JAKARTA – Presiden Amerika Serikat (AS), Donald Trump, meragukan keakuratan data dari China terkait wabah virus corona (Covid-19), setelah anggota Kongres AS menyebutkan beberapa laporan intelijen yang menunjukkan indikasi Negeri Tirai Bambu seakan menutupi data.

“Bagaimana kita tahu jika (data) mereka (China) akurat, jumlahnya tampaknya sedikit berada di sisi terang,” kata Trump, dilansir dari AFP, Jumat (3/4).

Meski begitu, Trump menegaskan hubungan AS dengan China masih tetap baik. Dia juga mengaku tetap dekat dengan Presiden China, Xi Jinping.

Kontroversi terkait transparansi data China oleh AS serta prasangka yang dipicu oleh teori konspirasi di China, bahwa militer AS yang harus disalahkan atas munculnya virus corona, terlihat memperburuk hubungan kedua negara.

Partai Republik di Kongres AS sempat menunjukkan sebuah laporan dari media Bloomberg yang mengutip dari sumber intelijen AS, menyatakan bahwa China tidak sepenuhnya jujur mengenai laporan jumlah infeksi dan kematian akibat virus corona.

Dokumen intelijen rahasia yang dikirim ke Gedung Putih pada pekan lalu itu menunjukkan laporan data China sengaja diberikan secara tidak lengkap.

Saat Juru Bicara Kementerian Luar Negeri China, Hua Chunying, ditanya tentang laporan intelijen tersebut, dia tidak secara langsung menjawab secara jelas. Dia hanya menyebut masih terdapat hal yang lebih penting untuk dilakukan dibandingkan ‘menyalahkan orang lain’.

“Memfitnah, mendiskreditkan, menyalahkan orang lain, atau mengalihkan tanggung jawab tidak dapat menggantikan waktu yang telah hilang. Melakukan kebohongan hanya akan menghabiskan lebih banyak waktu dan menyebabkan lebih banyak nyawa (hilang),” ucap Hua.

Di sisi lain, Senator dari Partai Republik, Ben Sasse, menyebut secara terang-terangan bahwa data-data dari China sebagai ‘propaganda sampah.’

“Klaim bahwa Amerika Serikat memiliki lebih banyak kematian karena virus corona daripada China adalah salah,” kata Sasse.

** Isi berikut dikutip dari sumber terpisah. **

use serde_json::{Map, Value};
use tabled::{builder::Builder, Table};

use super::{cell, is_schedule, result_of, schedule_row, SCHEDULE_COLUMNS};

/// Format an envelope as tables: scalar fields first, then each nested
/// section and schedule under its own heading.
pub fn print_table(value: &Value) {
    match result_of(value) {
        Value::Object(result) => print_section(None, result),
        other if is_schedule(other) => print_schedule(None, other),
        other => println!("{}", cell(other)),
    }

    if let Some(Value::Array(warnings)) = value.get("warnings") {
        if !warnings.is_empty() {
            println!("\nWarnings:");
            for w in warnings.iter().filter_map(Value::as_str) {
                println!("  - {}", w);
            }
        }
    }
    if let Some(Value::String(meth)) = value.get("methodology") {
        println!("\nMethodology: {}", meth);
    }
}

fn print_section(title: Option<&str>, map: &Map<String, Value>) {
    let mut builder = Builder::default();
    builder.push_record(["Field", "Value"]);
    let mut scalars = 0;
    for (key, val) in map {
        if !val.is_object() && !is_schedule(val) {
            builder.push_record([key.as_str(), &cell(val)]);
            scalars += 1;
        }
    }
    if scalars > 0 {
        if let Some(title) = title {
            println!("\n{}", title);
        }
        println!("{}", Table::from(builder));
    }

    for (key, val) in map {
        let heading = match title {
            Some(t) => format!("{} / {}", t, key),
            None => key.clone(),
        };
        match val {
            Value::Object(inner) => print_section(Some(&heading), inner),
            rows if is_schedule(rows) => print_schedule(Some(&heading), rows),
            _ => {}
        }
    }
}

fn print_schedule(title: Option<&str>, rows: &Value) {
    let mut builder = Builder::default();
    builder.push_record(SCHEDULE_COLUMNS);
    if let Value::Array(rows) = rows {
        for row in rows {
            builder.push_record(schedule_row(row));
        }
    }
    if let Some(title) = title {
        println!("\n{}", title);
    }
    println!("{}", Table::from(builder));
}
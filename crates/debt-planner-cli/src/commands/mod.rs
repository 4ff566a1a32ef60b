pub mod loan;
pub mod tracking;
pub mod what_if;

use chrono::NaiveDate;
use clap::Args;
use rust_decimal::Decimal;

use debt_planner_core::amortization::Loan;

/// Loan flags shared by every command that takes a loan.
#[derive(Args)]
pub struct LoanArgs {
    /// Amount borrowed
    #[arg(long)]
    pub principal: Option<Decimal>,

    /// Annual interest rate in percent (8.5 = 8.5%)
    #[arg(long)]
    pub rate: Option<Decimal>,

    /// Term in months
    #[arg(long)]
    pub term: Option<u32>,

    /// Date of the first installment, YYYY-MM-DD (defaults to today)
    #[arg(long)]
    pub start_date: Option<NaiveDate>,
}

impl LoanArgs {
    pub fn to_loan(&self) -> Result<Loan, Box<dyn std::error::Error>> {
        Ok(Loan::new(
            self.principal
                .ok_or("--principal is required (or provide --input)")?,
            self.rate.ok_or("--rate is required (or provide --input)")?,
            self.term.ok_or("--term is required (or provide --input)")?,
            self.start_date
                .unwrap_or_else(|| chrono::Local::now().date_naive()),
        ))
    }
}
use clap::Args;
use rust_decimal::Decimal;
use serde_json::Value;

use debt_planner_core::amortization::{analyze_emi, analyze_schedule, Loan, ScheduleInput};

use super::LoanArgs;
use crate::input;

/// Arguments for the EMI calculation
#[derive(Args)]
pub struct EmiArgs {
    /// Path to a JSON loan document (overrides individual flags)
    #[arg(long)]
    pub input: Option<String>,

    #[command(flatten)]
    pub loan: LoanArgs,
}

/// Arguments for the base schedule
#[derive(Args)]
pub struct ScheduleArgs {
    /// Path to JSON input file (overrides individual flags)
    #[arg(long)]
    pub input: Option<String>,

    #[command(flatten)]
    pub loan: LoanArgs,

    /// Flat amount added to every installment
    #[arg(long)]
    pub extra_payment: Option<Decimal>,
}

pub fn run_emi(args: EmiArgs) -> Result<Value, Box<dyn std::error::Error>> {
    let loan: Loan = match input::read_request(args.input.as_deref())? {
        Some(loan) => loan,
        None => args.loan.to_loan()?,
    };
    let result = analyze_emi(&loan)?;
    Ok(serde_json::to_value(result)?)
}

pub fn run_schedule(args: ScheduleArgs) -> Result<Value, Box<dyn std::error::Error>> {
    let schedule_input: ScheduleInput = match input::read_request(args.input.as_deref())? {
        Some(request) => request,
        None => ScheduleInput {
            loan: args.loan.to_loan()?,
            flat_extra_payment: args.extra_payment.unwrap_or_default(),
        },
    };
    let result = analyze_schedule(&schedule_input)?;
    Ok(serde_json::to_value(result)?)
}
use rust_decimal::Decimal;
use rust_decimal::MathematicalOps;
use rust_decimal_macros::dec;

use crate::error::DebtPlannerError;
use crate::types::{round_money, Money, Percent, Rate, MAX_AMOUNT};
use crate::DebtPlannerResult;

pub const MONTHS_PER_YEAR: u32 = 12;

/// Longest contractual term accepted (100 years).
pub const MAX_TERM_MONTHS: u32 = 1200;

/// Highest annual rate accepted, as a percentage.
pub const MAX_ANNUAL_RATE_PERCENT: Percent = dec!(10_000);

/// Convert an annual percentage (8.5 = 8.5%) into a monthly decimal rate.
pub fn monthly_rate(annual_rate_percent: Percent) -> Rate {
    annual_rate_percent / dec!(100) / Decimal::from(MONTHS_PER_YEAR)
}

/// (1 + r)^n, or `None` when the factor overflows 128-bit decimal range.
pub fn compound_factor(rate: Rate, periods: u32) -> Option<Decimal> {
    (Decimal::ONE + rate).checked_powu(u64::from(periods))
}

/// Level payment that retires `balance` over `periods` at `rate`, unrounded.
///
/// When the compounding factor overflows, the annuity ratio f/(f-1) has
/// collapsed to 1 and the payment is pure interest. `None` when the payment
/// itself does not fit in 128-bit decimal range.
pub(crate) fn level_payment(balance: Money, rate: Rate, periods: u32) -> Option<Money> {
    if periods == 0 {
        return Some(balance);
    }
    if rate.is_zero() {
        return Some(balance / Decimal::from(periods));
    }

    match compound_factor(rate, periods) {
        Some(factor) if factor > Decimal::ONE => {
            let annuity = factor.checked_div(factor - Decimal::ONE)?;
            balance.checked_mul(rate)?.checked_mul(annuity)
        }
        Some(_) => Some(balance / Decimal::from(periods)),
        None => balance.checked_mul(rate),
    }
}

/// Range checks shared by [`emi`] and `Loan::validate`.
pub(crate) fn validate_loan_terms(
    principal: Money,
    annual_rate_percent: Percent,
    term_months: u32,
) -> DebtPlannerResult<()> {
    if principal <= Decimal::ZERO {
        return Err(DebtPlannerError::loan(
            "principal",
            "Principal must be greater than zero",
        ));
    }
    if principal > MAX_AMOUNT {
        return Err(DebtPlannerError::loan(
            "principal",
            format!("Principal cannot exceed {MAX_AMOUNT}"),
        ));
    }
    if term_months == 0 {
        return Err(DebtPlannerError::loan(
            "term_months",
            "Term must be at least one month",
        ));
    }
    if term_months > MAX_TERM_MONTHS {
        return Err(DebtPlannerError::loan(
            "term_months",
            format!("Term cannot exceed {MAX_TERM_MONTHS} months"),
        ));
    }
    if annual_rate_percent < Decimal::ZERO {
        return Err(DebtPlannerError::loan(
            "annual_rate_percent",
            "Interest rate cannot be negative",
        ));
    }
    if annual_rate_percent > MAX_ANNUAL_RATE_PERCENT {
        return Err(DebtPlannerError::loan(
            "annual_rate_percent",
            format!("Interest rate cannot exceed {MAX_ANNUAL_RATE_PERCENT}%"),
        ));
    }
    Ok(())
}

/// Equated Monthly Installment for a principal/annual-rate/term triple,
/// rounded to cents.
pub fn emi(principal: Money, annual_rate_percent: Percent, term_months: u32) -> DebtPlannerResult<Money> {
    validate_loan_terms(principal, annual_rate_percent, term_months)?;

    let rate = monthly_rate(annual_rate_percent);
    level_payment(principal, rate, term_months)
        .map(round_money)
        .ok_or_else(|| DebtPlannerError::loan_overflow("principal"))
}
//! Combining scenario appliers.
//!
//! OR mode computes each active scenario on its own against the unmodified
//! baseline. AND mode layers every active scenario onto one schedule in a
//! fixed order:
//!
//! 1. extra EMIs and the annual lump sum are folded into one flat extra
//!    payment on a freshly generated schedule;
//! 2. the annual lump sum is then also paid on every 12th period;
//! 3. the one-time early payment is applied, carrying steps 1–2 forward;
//! 4. the EMI increase is layered last, on top of everything above.
//!
//! The order is a convention kept for compatibility with existing saved
//! what-if results; with several scenarios active the outcome depends on it.
//! Nothing is retained between calls, so switching mode always recomputes.

use std::collections::BTreeMap;

use rust_decimal::Decimal;
use serde::{Deserialize, Serialize};

use super::appliers::{apply_annual_lump_sum, apply_early_payment, apply_emi_increase, apply_extra_emi};
use super::metrics::annotate_percentage_paid;
use super::scenario::{CompositionMode, ScenarioInput, ScenarioKind};
use crate::amortization::{generate_schedule, Loan, Schedule};
use crate::error::DebtPlannerError;
use crate::DebtPlannerResult;

/// Output of [`compose_scenarios`].
#[derive(Debug, Clone, PartialEq, Serialize, Deserialize)]
#[serde(rename_all = "snake_case")]
pub enum ComposedScenarios {
    Combined(Schedule),
    Independent(BTreeMap<ScenarioKind, Schedule>),
}

impl ComposedScenarios {
    pub fn combined(&self) -> Option<&Schedule> {
        match self {
            ComposedScenarios::Combined(s) => Some(s),
            ComposedScenarios::Independent(_) => None,
        }
    }

    pub fn independent(&self, kind: ScenarioKind) -> Option<&Schedule> {
        match self {
            ComposedScenarios::Combined(_) => None,
            ComposedScenarios::Independent(map) => map.get(&kind),
        }
    }
}

pub fn compose_scenarios(
    loan: &Loan,
    input: &ScenarioInput,
    mode: CompositionMode,
) -> DebtPlannerResult<ComposedScenarios> {
    loan.validate()?;
    input.validate()?;

    match mode {
        CompositionMode::And => combine(loan, input).map(ComposedScenarios::Combined),
        CompositionMode::Or => independent(loan, input).map(ComposedScenarios::Independent),
    }
}

/// Every active scenario applied alone to the baseline, keyed by scenario.
fn independent(loan: &Loan, input: &ScenarioInput) -> DebtPlannerResult<BTreeMap<ScenarioKind, Schedule>> {
    let baseline = generate_schedule(loan, Decimal::ZERO)?;
    let mut schedules = BTreeMap::new();

    for kind in input.active_kinds() {
        let mut schedule = match kind {
            ScenarioKind::ExtraEmi => apply_extra_emi(loan, input.extra_emi_count)?,
            ScenarioKind::LumpSum => apply_annual_lump_sum(&baseline, loan, input.annual_lump_sum)?,
            ScenarioKind::EarlyPayment => match input.early_payment_request() {
                Some((amount, date)) => apply_early_payment(&baseline, loan, amount, date)?,
                None => continue,
            },
            ScenarioKind::EmiIncrease => apply_emi_increase(&baseline, loan, input.emi_increase_percent)?,
        };
        annotate_percentage_paid(&mut schedule, loan.principal);
        schedules.insert(kind, schedule);
    }

    log::debug!("OR composition produced {} schedules", schedules.len());
    Ok(schedules)
}

/// All active scenarios layered onto a single schedule.
fn combine(loan: &Loan, input: &ScenarioInput) -> DebtPlannerResult<Schedule> {
    let emi = loan.monthly_payment()?;
    let flat_extra = emi
        .checked_mul(Decimal::from(input.extra_emi_count))
        .and_then(|extra| extra.checked_add(input.annual_lump_sum))
        .ok_or_else(|| DebtPlannerError::scenario_overflow("annual_lump_sum"))?;
    let mut labels: Vec<&'static str> = Vec::new();

    let mut schedule = generate_schedule(loan, flat_extra)?;
    if input.is_active(ScenarioKind::ExtraEmi) {
        labels.push(ScenarioKind::ExtraEmi.label());
    }
    if input.is_active(ScenarioKind::LumpSum) {
        labels.push(ScenarioKind::LumpSum.label());
        schedule = apply_annual_lump_sum(&schedule, loan, input.annual_lump_sum)?;
    }
    if let Some((amount, date)) = input.early_payment_request() {
        labels.push(ScenarioKind::EarlyPayment.label());
        schedule = apply_early_payment(&schedule, loan, amount, date)?;
    }
    if input.is_active(ScenarioKind::EmiIncrease) {
        labels.push(ScenarioKind::EmiIncrease.label());
        schedule = apply_emi_increase(&schedule, loan, input.emi_increase_percent)?;
    }

    for period in schedule.periods.iter_mut() {
        period.applied_scenarios = labels.iter().map(|l| l.to_string()).collect();
    }
    annotate_percentage_paid(&mut schedule, loan.principal);

    log::debug!(
        "AND composition [{}]: tenure {}",
        labels.join(", "),
        schedule.tenure_months()
    );
    Ok(schedule)
}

Sejauh ini, China melaporkan sebanyak 82.394 kasus dan 3.316 kematian akibat virus corona pada Kamis (2/4), berdasarkan perhitungan Universitas Johns Hopkins. Sementara AS melaporkan sebanyak 216.722 kasus dan 5.137 kematian di Amerika Serikat dan menjadi yang tertinggi di dunia.

Dalam sebuah pernyataan menanggapi laporan itu, Anggota Komite Urusan Luar Negeri Dewan Perwakilan AS, Michael McCaul, mengatakan China bukan mitra yang dapat dipercaya dalam perang melawan virus.

“Mereka berbohong kepada dunia tentang penularan virus dari manusia ke manusia, membungkam para dokter dan jurnalis yang mencoba melaporkan kebenaran, dan sekarang tampaknya menyembunyikan jumlah orang yang terkena dampak penyakit ini,” kata McCaul.

Dia dan anggota parlemen lainnya telah meminta Departemen Luar Negeri untuk meluncurkan penyelidikan terkait laporan tersebut.

Pada Selasa lalu, seorang anggota Gugus Tugas Covid-19 AS, Deborah Birx, mengatakan komunitas medis melihat wabah China sebagai hal yang serius. Namun, dia merasa dampak virus ke China lebih kecil dari yang telah diperkirakan.

“Saya pikir mungkin kita kehilangan sejumlah besar data,” ungkap Deborah.